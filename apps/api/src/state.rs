use crate::resume::pipeline::ResumePipeline;

/// Shared application state injected into all route handlers via Axum extractors.
#[derive(Clone)]
pub struct AppState {
    /// Read-only; collaborators inside are shared across concurrent requests.
    pub pipeline: ResumePipeline,
}
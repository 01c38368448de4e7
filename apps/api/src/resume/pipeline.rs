//! Resume parse pipeline.
//!
//! Flow: fetch → extract → build prompt → call LLM → normalize.
//!
//! Strictly sequential, no retries. The first failing stage aborts the run and
//! its error is returned as-is; nothing partial is ever produced.

use std::fmt;
use std::sync::Arc;

use serde_json::Value;
use tracing::{info, info_span, warn, Instrument};
use uuid::Uuid;

use crate::config::ApiKey;
use crate::errors::AppError;
use crate::extraction::{extract_text, ExtractionError, PageExtractor};
use crate::llm_client::GenerativeModel;
use crate::resume::normalize::normalize_response;
use crate::resume::prompts::build_prompt;
use crate::storage::DocumentFetcher;

/// Active pipeline stages, in execution order.
#[derive(Debug, Clone, Copy, PartialEq, Eq)]
pub enum Stage {
    Fetching,
    Extracting,
    Prompting,
    Calling,
    Normalizing,
}

impl fmt::Display for Stage {
    fn fmt(&self, f: &mut fmt::Formatter<'_>) -> fmt::Result {
        let name = match self {
            Stage::Fetching => "fetching",
            Stage::Extracting => "extracting",
            Stage::Prompting => "prompting",
            Stage::Calling => "calling",
            Stage::Normalizing => "normalizing",
        };
        f.write_str(name)
    }
}

/// Wires the collaborators together. Cheap to clone; shared read-only across requests.
#[derive(Clone)]
pub struct ResumePipeline {
    api_key: Option<ApiKey>,
    fetcher: Arc<dyn DocumentFetcher>,
    extractor: Arc<dyn PageExtractor>,
    model: Arc<dyn GenerativeModel>,
}

impl ResumePipeline {
    pub fn new(
        api_key: Option<ApiKey>,
        fetcher: Arc<dyn DocumentFetcher>,
        extractor: Arc<dyn PageExtractor>,
        model: Arc<dyn GenerativeModel>,
    ) -> Self {
        Self {
            api_key,
            fetcher,
            extractor,
            model,
        }
    }

    /// Runs the whole pipeline and returns the cleaned resume object.
    pub async fn run(&self) -> Result<Value, AppError> {
        let request_id = Uuid::new_v4();
        let span = info_span!("parse_resume", %request_id);

        async {
            // Checked before any network call.
            let Some(api_key) = self.api_key.as_ref() else {
                warn!("Gemini API key not configured");
                return Err(AppError::Configuration);
            };

            let result = self.run_stages(api_key).await;
            match &result {
                Ok(_) => info!("Resume parsed"),
                Err((stage, _)) => warn!(%stage, "Resume parse aborted"),
            }
            result.map_err(|(_, e)| e)
        }
        .instrument(span)
        .await
    }

    async fn run_stages(&self, api_key: &ApiKey) -> Result<Value, (Stage, AppError)> {
        info!(stage = %Stage::Fetching, "Downloading resume");
        let document = self
            .fetcher
            .fetch()
            .await
            .map_err(|e| (Stage::Fetching, AppError::from(e)))?;

        info!(stage = %Stage::Extracting, bytes = document.len(), "Extracting text");
        // CPU-bound parse — spawn_blocking to avoid blocking the async executor.
        let extractor = Arc::clone(&self.extractor);
        let text = tokio::task::spawn_blocking(move || extract_text(extractor.as_ref(), &document))
            .await
            .unwrap_or_else(|e| Err(ExtractionError::Pdf(format!("extraction task failed: {e}"))))
            .map_err(|e| (Stage::Extracting, AppError::from(e)))?;

        info!(stage = %Stage::Prompting, chars = text.as_str().len(), "Building prompt");
        let prompt = build_prompt(&text);

        info!(stage = %Stage::Calling, "Calling Gemini");
        let envelope = self
            .model
            .generate_content(api_key, &prompt)
            .await
            .map_err(|e| (Stage::Calling, AppError::from(e)))?;

        info!(stage = %Stage::Normalizing, "Normalizing model answer");
        normalize_response(envelope).map_err(|e| (Stage::Normalizing, AppError::from(e)))
    }
}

● ● ● ●

## Prompt
What lines in the entries above include the string "Calling"? Return each one.

## Answer box
    Calling,
            Stage::Calling => "calling",
        info!(stage = %Stage::Calling, "Calling Gemini");
            .map_err(|e| (Stage::Calling, AppError::from(e)))?;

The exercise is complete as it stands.